Nada de aquel esplendor quedaba en él cuando volvió al circo el año pasado. Los que no lo conocían lo describen como un hombre osco y solitario, que fumaba sin parar. “Fumaba hasta en la casilla donde dormíamos, que es de fibra de vidrio”, contó Albino, su último compañero de cuarto. Antes de llegar a Córdoba, el circo estuvo en Mercedes, San Luis, donde Blanco se descompensó por primera vez y debió ser internado. “El último día, cuando estábamos a punto de salir, Blanco llegó en taxi. Se había escapado del hospital”, recordó María José Pintos, dueña del circo. “Es que la carpa te tira”, explicó Albino.
La mañana de junio que Blanco se descompuso en Córdoba, él fue el encargado de llevarlo al hospital. Como no conocían la ciudad, los dos hombres mayores entraron al Hospital de Niños, que está ubicado justo enfrente del Rawson. Cuando se dieron cuenta del error, Blanco atinó a decir: “Es que soy un niño de 67 años”.
Fue su última humorada. Después cayó en desgracia. Pasó varios días en la Unidad de Terapia Intensiva, y luego fue trasladado al pabellón de comunes y de enfermos terminales, donde murió. Según pudo saber el fiscal, en todos sus días de internación, Blanco fue visitado una sola vez.
La plata en los pañales
Tres días antes de morir (y cuando ya llevaba varios de internación) las enfermeras que lo cuidaban descubrieron que el paciente tenía plata consigo, y el rumor corrió por el hospital. Como no está permitido, las autoridades le ofrecieron guardar el dinero en las cajas fuertes prevista para esos casos. El enfermo se rehusó. Insistía con que el lugar más seguro era ahí, entre su cuerpo y los pañales que usaba.

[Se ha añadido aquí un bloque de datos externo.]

//! Lead types.
//!
//! A lead is a booking inquiry submitted from the landing page and worked
//! through a small status workflow by the sales team.

use std::fmt;
use std::str::FromStr;

use chrono::{DateTime, Utc};
use serde::{Deserialize, Serialize};

/// Store-assigned lead identifier.
#[derive(Debug, Clone, Copy, PartialEq, Eq, PartialOrd, Ord, Hash, Serialize, Deserialize)]
#[serde(transparent)]
pub struct LeadId(pub i64);

impl LeadId {
    /// Returns the raw numeric value.
    pub fn get(self) -> i64 {
        self.0
    }
}

impl fmt::Display for LeadId {
    fn fmt(&self, f: &mut fmt::Formatter<'_>) -> fmt::Result {
        write!(f, "{}", self.0)
    }
}

impl From<i64> for LeadId {
    fn from(id: i64) -> Self {
        Self(id)
    }
}

impl FromStr for LeadId {
    type Err = std::num::ParseIntError;

    fn from_str(s: &str) -> Result<Self, Self::Err> {
        s.parse().map(Self)
    }
}

/// Workflow stage of a lead.
#[derive(Debug, Clone, Copy, PartialEq, Eq, PartialOrd, Ord, Hash, Serialize, Deserialize, Default)]
#[serde(rename_all = "snake_case")]
pub enum LeadStatus {
    /// Freshly submitted, nobody picked it up yet.
    #[default]
    New,
    /// An operator is working on it.
    InWork,
    /// Closed successfully.
    Done,
    /// Junk submission.
    Spam,
}

impl LeadStatus {
    /// All statuses in display order.
    pub const ALL: [LeadStatus; 4] = [
        LeadStatus::New,
        LeadStatus::InWork,
        LeadStatus::Done,
        LeadStatus::Spam,
    ];

    /// Wire token used in callback payloads and persisted records.
    pub fn as_str(self) -> &'static str {
        match self {
            LeadStatus::New => "new",
            LeadStatus::InWork => "in_work",
            LeadStatus::Done => "done",
            LeadStatus::Spam => "spam",
        }
    }

    /// Localized label shown to operators.
    pub fn label(self) -> &'static str {
        match self {
            LeadStatus::New => "🆕 Новая",
            LeadStatus::InWork => "🛠 В работе",
            LeadStatus::Done => "✅ Готово",
            LeadStatus::Spam => "🗑 Спам",
        }
    }
}

impl fmt::Display for LeadStatus {
    fn fmt(&self, f: &mut fmt::Formatter<'_>) -> fmt::Result {
        f.write_str(self.as_str())
    }
}

/// Error returned when a string is not one of the four status tokens.
#[derive(Debug, Clone, PartialEq, Eq)]
pub struct UnknownStatus(pub String);

impl fmt::Display for UnknownStatus {
    fn fmt(&self, f: &mut fmt::Formatter<'_>) -> fmt::Result {
        write!(f, "unknown lead status: {:?}", self.0)
    }
}

impl std::error::Error for UnknownStatus {}

impl FromStr for LeadStatus {
    type Err = UnknownStatus;

    fn from_str(s: &str) -> Result<Self, Self::Err> {
        match s {
            "new" => Ok(LeadStatus::New),
            "in_work" => Ok(LeadStatus::InWork),
            "done" => Ok(LeadStatus::Done),
            "spam" => Ok(LeadStatus::Spam),
            other => Err(UnknownStatus(other.to_string())),
        }
    }
}

/// Fields supplied by the landing page form.
#[derive(Debug, Clone, PartialEq, Eq, Serialize, Deserialize)]
pub struct NewLead {
    pub name: String,
    pub phone: String,
    pub car: String,
}

impl NewLead {
    /// Creates submission fields, trimming surrounding whitespace.
    pub fn new(name: impl Into<String>, phone: impl Into<String>, car: impl Into<String>) -> Self {
        Self {
            name: name.into().trim().to_string(),
            phone: phone.into().trim().to_string(),
            car: car.into().trim().to_string(),
        }
    }
}

/// A persisted lead record.
#[derive(Debug, Clone, PartialEq, Eq, Serialize, Deserialize)]
pub struct Lead {
    /// Immutable, store-assigned identifier.
    pub id: LeadId,

    /// Customer name, may be empty.
    pub name: String,

    /// Customer phone number.
    pub phone: String,

    /// Requested car, may be empty.
    pub car: String,

    /// Current workflow stage.
    #[serde(default)]
    pub status: LeadStatus,

    /// Operator note, last write wins.
    #[serde(default, skip_serializing_if = "Option::is_none")]
    pub notes: Option<String>,

    /// When the lead was submitted.
    pub created_at: DateTime<Utc>,
}

impl Lead {
    /// Builds a fresh `new` lead from submission fields.
    pub fn from_submission(id: LeadId, fields: NewLead, created_at: DateTime<Utc>) -> Self {
        Self {
            id,
            name: fields.name,
            phone: fields.phone,
            car: fields.car,
            status: LeadStatus::New,
            notes: None,
            created_at,
        }
    }

    /// Returns the note if it carries any non-whitespace text.
    pub fn note(&self) -> Option<&str> {
        self.notes
            .as_deref()
            .map(str::trim)
            .filter(|n| !n.is_empty())
    }
}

Pero hasta de los lugares más insospechados se puede robar dinero. Un día antes de morir, Darwin despertó de una siesta gritando: “¡Mi plata, me robaron mi plata!”. Otra vez, según dice la fuente del caso, las enfermeras trataron de resolver el asunto por su cuenta. Hasta que los gritos llegaron a la mujer policía que custodiaba el pabellón. En su declaración, la uniformada dijo que el uruguayo acusaba a una enfermera rubia, de ambo amarillo. Los rasgos de Susana Chiedli encajaban justo con la descripción de Darwin. Y ese mediodía, ella le había cambiado los pañales. Lo último que Blanco recordaba, antes de caer vencido por el sopor, era a la enfermera rubia guardando el dinero dentro de un guante de látex. “Para que no se te moje”, le había dicho. Pero la plata ya no estaba.
El viernes Blanco amaneció desmejorado. Debía declarar ante e identificar a la autora del robo, pero apenas movía una mano para saludar. Al mediodía murió.
Sus compañeros del circo quisieron cremarlo para llevarlo a donde vayan, pero el Poder Judicial lo impidió. Su cuerpo –que por ahora es “evidencia”– está en una fosa judicial del cementerio San Vicente, en Córdoba. No hay lápidas, ni palabras que lo recuerden. Ahí seguía cuando el circo se fue de la ciudad. Ahora, el Rodas está en Necochea.